Since I often use the QAYG method, my blocks are somewhat heavier.
Hmm, I really should finish that quilt.

My plan is to attach the batting directly to the wall instead, thus eliminating all floppiness.

P.S. I jut walked back in the, things are flying off left and right. The design wall is beside an often, open window!! 

 I might need some insulation board as well. Things are never as simple as they seem.


  1. You could just pin the blocks on the design batting to keep them in place but it would still be a bit floppy. Those blocks are lovely, you should work on the quilt.

  2. I think directly on the wall with an insulation board is best, as you can pin things to it. it's what i have and i love it. You could always hide the wall when not in use by hanging pretty curtain from your rod, or one of your lovely quilts.

  3. Love the blocks... A bit of insulation board really does the job. Hope you get your design wall sorted!

  4. Quilting on the window's edge as it were.
    Have a great day.
    Always, Queenie

  5. A friend told me about this, and I love it. A vinyl table cloth turned upside down and tacked to the wall. It is cheap, effective, and portable. I have them all over my house, with different projects. That way I live with an arrangement a little while before I proceed. If I need to work on another project, I just put up another tablecloth over the previous project. It works great for quilt retreats too. You can lay out a project, then just roll it up, and take it home. Not sure how well it would work for already quilted blocks though. I have never tried that. I love your blocks.

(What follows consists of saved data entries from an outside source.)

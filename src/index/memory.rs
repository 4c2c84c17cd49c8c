use std::cmp::Ordering;
use std::sync::Arc;

use async_trait::async_trait;

use super::{ChordMatch, IndexError, SearchBackend, cosine_similarity};
use crate::catalog::ChordCatalog;
use crate::projection::Embedding;

/// Brute-force cosine search over an in-process catalog.
///
/// O(N*D) per query. Ties keep catalog insertion order.
#[derive(Debug, Clone)]
pub struct InMemoryBackend {
    catalog: Arc<ChordCatalog>,
}

impl InMemoryBackend {
    pub fn new(catalog: Arc<ChordCatalog>) -> Self {
        Self { catalog }
    }

    pub fn catalog(&self) -> &Arc<ChordCatalog> {
        &self.catalog
    }

    /// Synchronous ranking used by the async [`SearchBackend`] impl.
    pub fn rank(&self, query: &Embedding, top_k: usize) -> Result<Vec<ChordMatch>, IndexError> {
        if top_k == 0 || self.catalog.is_empty() {
            return Ok(Vec::new());
        }
        if query.dim() != self.catalog.dim() {
            return Err(IndexError::DimensionMismatch {
                expected: self.catalog.dim(),
                actual: query.dim(),
            });
        }

        let mut scored: Vec<(f32, usize)> = self
            .catalog
            .iter()
            .enumerate()
            .map(|(idx, entry)| {
                (
                    cosine_similarity(query.as_slice(), entry.embedding.as_slice()),
                    idx,
                )
            })
            .collect();

        // `sort_by` is stable, so equal scores stay in insertion order.
        scored.sort_by(|a, b| b.0.partial_cmp(&a.0).unwrap_or(Ordering::Equal));
        scored.truncate(top_k);

        let entries: Vec<_> = self.catalog.iter().collect();
        Ok(scored
            .into_iter()
            .map(|(score, idx)| {
                let entry = entries[idx];
                ChordMatch {
                    chord_id: entry.chord_id.clone(),
                    score,
                    fingering: entry.fingering,
                    midi_notes: entry.midi_notes.clone(),
                }
            })
            .collect())
    }
}

#[async_trait]
impl SearchBackend for InMemoryBackend {
    async fn search(
        &self,
        query: &Embedding,
        top_k: usize,
    ) -> Result<Vec<ChordMatch>, IndexError> {
        self.rank(query, top_k)
    }

    fn name(&self) -> &'static str {
        "memory"
    }
}

#[cfg(test)]
mod tests {
    use super::*;
    use crate::catalog::{ChordCategory, ChordEntry, Fingering};
    use crate::projection::Projector;

    fn entry(id: &str, values: Vec<f32>) -> ChordEntry {
        ChordEntry {
            chord_id: id.to_string(),
            fingering: Fingering::NEUTRAL,
            midi_notes: vec![60],
            category: ChordCategory::Other,
            embedding: Embedding::normalized(values),
        }
    }

    fn small_backend() -> InMemoryBackend {
        let catalog = ChordCatalog::from_entries(
            vec![
                entry("x", vec![1.0, 0.0, 0.0]),
                entry("y", vec![0.0, 1.0, 0.0]),
                entry("xy", vec![1.0, 1.0, 0.0]),
                entry("x_again", vec![2.0, 0.0, 0.0]),
            ],
            3,
        )
        .unwrap();
        InMemoryBackend::new(Arc::new(catalog))
    }

    #[test]
    fn results_are_sorted_and_truncated() {
        let backend = small_backend();
        let query = Embedding::normalized(vec![1.0, 0.2, 0.0]);
        let hits = backend.rank(&query, 3).unwrap();
        assert_eq!(hits.len(), 3);
        for pair in hits.windows(2) {
            assert!(pair[0].score >= pair[1].score);
        }
    }

    #[test]
    fn ties_keep_insertion_order() {
        let backend = small_backend();
        let query = Embedding::normalized(vec![1.0, 0.0, 0.0]);
        let hits = backend.rank(&query, 2).unwrap();
        assert_eq!(hits[0].chord_id, "x");
        assert_eq!(hits[1].chord_id, "x_again");
        assert_eq!(hits[0].score, hits[1].score);
    }

    #[test]
    fn top_k_zero_returns_nothing() {
        let backend = small_backend();
        let query = Embedding::normalized(vec![1.0, 0.0, 0.0]);
        assert!(backend.rank(&query, 0).unwrap().is_empty());
    }

    #[test]
    fn top_k_larger_than_catalog_returns_everything() {
        let backend = small_backend();
        let query = Embedding::normalized(vec![0.0, 0.0, 1.0]);
        assert_eq!(backend.rank(&query, 50).unwrap().len(), 4);
    }

    #[test]
    fn empty_catalog_yields_empty_result() {
        let catalog = ChordCatalog::from_entries(Vec::new(), 3).unwrap();
        let backend = InMemoryBackend::new(Arc::new(catalog));
        let query = Embedding::normalized(vec![1.0, 0.0, 0.0]);
        assert!(backend.rank(&query, 3).unwrap().is_empty());
    }

    #[test]
    fn dimension_mismatch_is_an_error() {
        let backend = small_backend();
        let query = Embedding::normalized(vec![1.0, 0.0]);
        assert_eq!(
            backend.rank(&query, 3).unwrap_err(),
            IndexError::DimensionMismatch {
                expected: 3,
                actual: 2
            }
        );
    }

    #[tokio::test]
    async fn reference_embedding_is_its_own_best_match() {
        let catalog = ChordCatalog::builtin(&Projector::raw()).unwrap();
        let target = catalog.lookup("A_Minor").unwrap().embedding.clone();
        let backend = InMemoryBackend::new(Arc::new(catalog));

        let hits = backend.search(&target, 3).await.unwrap();
        assert_eq!(hits[0].chord_id, "A_Minor");
        assert!(hits[0].score > 0.99);
        assert_eq!(backend.name(), "memory");
    }
}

  6. I remember a time when an entire quilt blew off my design wall back in the day when I was doing a lot of impressionist quilts and placing each little fussy cut square in just the right place. After that it was pins or no open windows. Dang wind!

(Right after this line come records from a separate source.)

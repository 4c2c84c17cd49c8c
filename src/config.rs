//! Service configuration.
//!
//! Values come from an optional file (`fretmatch.toml`/`.yaml`/`.json` in the
//! working directory, or an explicit path) and are overridden by environment
//! variables prefixed with `FRETMATCH`, using `__` between path segments:
//!
//! ```text
//! FRETMATCH__SERVER__PORT=9000
//! FRETMATCH__INFERENCE__SCORE_THRESHOLD=0.9
//! FRETMATCH__INDEX__URL=http://localhost:6334
//! FRETMATCH__SERVER__CORS_ORIGINS=http://a.test,http://b.test
//! ```
//!
//! Every field has a default, so an empty environment yields a working
//! in-memory service.

use std::net::SocketAddr;
use std::path::{Path, PathBuf};
use std::time::Duration;

use config::{Config, Environment, File, FileFormat};
use serde::{Deserialize, Serialize};
use thiserror::Error;

use crate::catalog::CatalogSource;
use crate::decision::{DEFAULT_LOW_CONFIDENCE_THRESHOLD, DEFAULT_SCORE_THRESHOLD, DecisionPolicy};
use crate::engine::{DEFAULT_TOP_K, EngineConfig, ExternalIndexConfig};
use crate::projection::EmbeddingMode;

const ENV_PREFIX: &str = "FRETMATCH";
const DEFAULT_FILE_STEM: &str = "fretmatch";
/// Floor for `server.max_message_bytes`; a 63-float request is under 2 KiB.
const MIN_MESSAGE_BYTES: usize = 4096;

#[derive(Debug, Error)]
pub enum ConfigLoadError {
    #[error("failed to load configuration: {0}")]
    Source(#[from] config::ConfigError),

    #[error("validation error: {0}")]
    Validation(String),
}

/// Top-level configuration.
#[derive(Debug, Clone, Default, PartialEq, Serialize, Deserialize)]
pub struct FretmatchConfig {
    #[serde(default)]
    pub server: ServerConfig,
    #[serde(default)]
    pub inference: InferenceConfig,
    #[serde(default)]
    pub index: IndexConfig,
}

/// HTTP/WebSocket listener settings.
#[derive(Debug, Clone, PartialEq, Serialize, Deserialize)]
pub struct ServerConfig {
    #[serde(default = "default_bind_addr")]
    pub bind_addr: String,

    #[serde(default = "default_port")]
    pub port: u16,

    /// Timeout for plain HTTP requests; WebSocket sessions are exempt.
    #[serde(default = "default_timeout_secs")]
    pub timeout_secs: u64,

    #[serde(default = "default_true")]
    pub enable_cors: bool,

    #[serde(default = "default_cors_origins")]
    pub cors_origins: Vec<String>,

    #[serde(default = "default_log_level")]
    pub log_level: String,

    /// JSON log lines instead of the human-readable format.
    #[serde(default = "default_true")]
    pub json_logs: bool,

    #[serde(default = "default_true")]
    pub metrics_enabled: bool,

    /// Largest WebSocket frame accepted from a client. Larger frames close
    /// the connection, so this stays far above any valid request.
    #[serde(default = "default_max_message_bytes")]
    pub max_message_bytes: usize,

    /// Exposes `POST /admin/reload`.
    #[serde(default)]
    pub enable_admin: bool,
}

impl Default for ServerConfig {
    fn default() -> Self {
        Self {
            bind_addr: default_bind_addr(),
            port: default_port(),
            timeout_secs: default_timeout_secs(),
            enable_cors: default_true(),
            cors_origins: default_cors_origins(),
            log_level: default_log_level(),
            json_logs: default_true(),
            metrics_enabled: default_true(),
            max_message_bytes: default_max_message_bytes(),
            enable_admin: false,
        }
    }
}

impl ServerConfig {
    pub fn socket_addr(&self) -> Result<SocketAddr, ConfigLoadError> {
        format!("{}:{}", self.bind_addr, self.port)
            .parse()
            .map_err(|e| ConfigLoadError::Validation(format!("invalid bind address: {e}")))
    }

    pub fn timeout(&self) -> Duration {
        Duration::from_secs(self.timeout_secs)
    }
}

/// Pipeline settings.
#[derive(Debug, Clone, PartialEq, Serialize, Deserialize)]
pub struct InferenceConfig {
    #[serde(default)]
    pub embedding_mode: EmbeddingMode,

    /// JSON weights for the learned projection.
    #[serde(default)]
    pub projection_path: Option<PathBuf>,

    #[serde(default = "default_score_threshold")]
    pub score_threshold: f32,

    #[serde(default = "default_low_confidence_threshold")]
    pub low_confidence_threshold: f32,

    #[serde(default = "default_top_k")]
    pub top_k: usize,

    /// JSON chord table; the built-in table is used when unset.
    #[serde(default)]
    pub catalog_path: Option<PathBuf>,
}

impl Default for InferenceConfig {
    fn default() -> Self {
        Self {
            embedding_mode: EmbeddingMode::default(),
            projection_path: None,
            score_threshold: default_score_threshold(),
            low_confidence_threshold: default_low_confidence_threshold(),
            top_k: default_top_k(),
            catalog_path: None,
        }
    }
}

/// External vector index settings.
#[derive(Debug, Clone, PartialEq, Serialize, Deserialize)]
pub struct IndexConfig {
    /// Base URL; search stays in memory when unset.
    #[serde(default)]
    pub url: Option<String>,

    #[serde(default = "default_collection")]
    pub collection: String,

    #[serde(default = "default_index_timeout_ms")]
    pub timeout_ms: u64,

    #[serde(default)]
    pub api_key: Option<String>,
}

impl Default for IndexConfig {
    fn default() -> Self {
        Self {
            url: None,
            collection: default_collection(),
            timeout_ms: default_index_timeout_ms(),
            api_key: None,
        }
    }
}

impl IndexConfig {
    pub fn timeout(&self) -> Duration {
        Duration::from_millis(self.timeout_ms)
    }
}

impl FretmatchConfig {
    /// Load from `path` (required when given) or the optional default file,
    /// then apply `FRETMATCH__*` environment overrides.
    pub fn load(path: Option<&Path>) -> Result<Self, ConfigLoadError> {
        Self::load_with_env(path, environment())
    }

    fn load_with_env(path: Option<&Path>, env: Environment) -> Result<Self, ConfigLoadError> {
        let file = match path {
            Some(path) => File::from(path).required(true),
            None => File::with_name(DEFAULT_FILE_STEM).required(false),
        };
        let config: FretmatchConfig = Config::builder()
            .add_source(file)
            .add_source(env)
            .build()?
            .try_deserialize()?;
        config.validate()?;
        Ok(config)
    }

    /// Parse configuration text, without environment overrides.
    pub fn parse(content: &str, format: FileFormat) -> Result<Self, ConfigLoadError> {
        let config: FretmatchConfig = Config::builder()
            .add_source(File::from_str(content, format))
            .build()?
            .try_deserialize()?;
        config.validate()?;
        Ok(config)
    }

    pub fn validate(&self) -> Result<(), ConfigLoadError> {
        let inference = &self.inference;
        for (name, value) in [
            ("score_threshold", inference.score_threshold),
            ("low_confidence_threshold", inference.low_confidence_threshold),
        ] {
            if !(0.0..=1.0).contains(&value) {
                return Err(ConfigLoadError::Validation(format!(
                    "inference.{name} must be in [0, 1], got {value}"
                )));
            }
        }
        if inference.low_confidence_threshold > inference.score_threshold {
            return Err(ConfigLoadError::Validation(
                "inference.low_confidence_threshold must not exceed score_threshold".into(),
            ));
        }
        if inference.top_k == 0 {
            return Err(ConfigLoadError::Validation(
                "inference.top_k must be at least 1".into(),
            ));
        }
        if inference.embedding_mode == EmbeddingMode::Learned && inference.projection_path.is_none()
        {
            return Err(ConfigLoadError::Validation(
                "inference.projection_path is required for learned embedding mode".into(),
            ));
        }

        if self.index.timeout_ms == 0 {
            return Err(ConfigLoadError::Validation(
                "index.timeout_ms must be positive".into(),
            ));
        }
        if let Some(url) = self.index.url.as_deref()
            && !(url.starts_with("http://") || url.starts_with("https://"))
        {
            return Err(ConfigLoadError::Validation(format!(
                "index.url must be an http(s) URL, got '{url}'"
            )));
        }
        if self.index.collection.trim().is_empty() {
            return Err(ConfigLoadError::Validation(
                "index.collection must not be empty".into(),
            ));
        }

        if self.server.max_message_bytes < MIN_MESSAGE_BYTES {
            return Err(ConfigLoadError::Validation(format!(
                "server.max_message_bytes must be at least {MIN_MESSAGE_BYTES}, got {}",
                self.server.max_message_bytes
            )));
        }
        self.server.socket_addr()?;
        Ok(())
    }

    /// Engine settings derived from this configuration.
    pub fn engine_config(&self) -> EngineConfig {
        let inference = &self.inference;
        EngineConfig {
            embedding_mode: inference.embedding_mode,
            projection_path: inference.projection_path.clone(),
            catalog: CatalogSource::from_path(inference.catalog_path.as_deref()),
            policy: DecisionPolicy::new(
                inference.score_threshold,
                inference.low_confidence_threshold,
            ),
            top_k: inference.top_k,
            search_timeout: self.index.timeout(),
            index: self.index.url.as_ref().map(|url| ExternalIndexConfig {
                url: url.clone(),
                collection: self.index.collection.clone(),
                api_key: self.index.api_key.clone(),
            }),
        }
    }
}

fn environment() -> Environment {
    Environment::with_prefix(ENV_PREFIX)
        .separator("__")
        .try_parsing(true)
        .list_separator(",")
        .with_list_parse_key("server.cors_origins")
}

fn default_bind_addr() -> String {
    "0.0.0.0".to_string()
}

fn default_port() -> u16 {
    8000
}

fn default_timeout_secs() -> u64 {
    30
}

fn default_true() -> bool {
    true
}

fn default_cors_origins() -> Vec<String> {
    vec![
        "http://localhost:3000".to_string(),
        "http://127.0.0.1:3000".to_string(),
    ]
}

fn default_log_level() -> String {
    "info".to_string()
}

fn default_max_message_bytes() -> usize {
    64 * 1024
}

fn default_score_threshold() -> f32 {
    DEFAULT_SCORE_THRESHOLD
}

fn default_low_confidence_threshold() -> f32 {
    DEFAULT_LOW_CONFIDENCE_THRESHOLD
}

fn default_top_k() -> usize {
    DEFAULT_TOP_K
}

fn default_collection() -> String {
    "chords_v1".to_string()
}

fn default_index_timeout_ms() -> u64 {
    500
}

  7. Live and learn...that's for sure.

  8. Hello, I LOVE my design wall. It is simply insulation board, nailed to the wall. I used one and 1/2 sheets, finished area is 7 x 7 feet. I covered the whole thing with a medium gray felt (I had to seam it). I love it - got the idea from the artist who works with K.Fassett, says gray is more neutral than working on white, and I do agree. You can pin into it - I've even pressed on it to block something. I've had it for over 10 years, just roll over it with the lint roller occasionally and that's it. Good luck, love your blog and your work!

  9. I use the back side of flannel backed vinyl tablecloth fabric for my design wall. If you don't want to staple it to the wall like I did, you could probably put another curtain rod in a pocket on the bottom to hold it steadier.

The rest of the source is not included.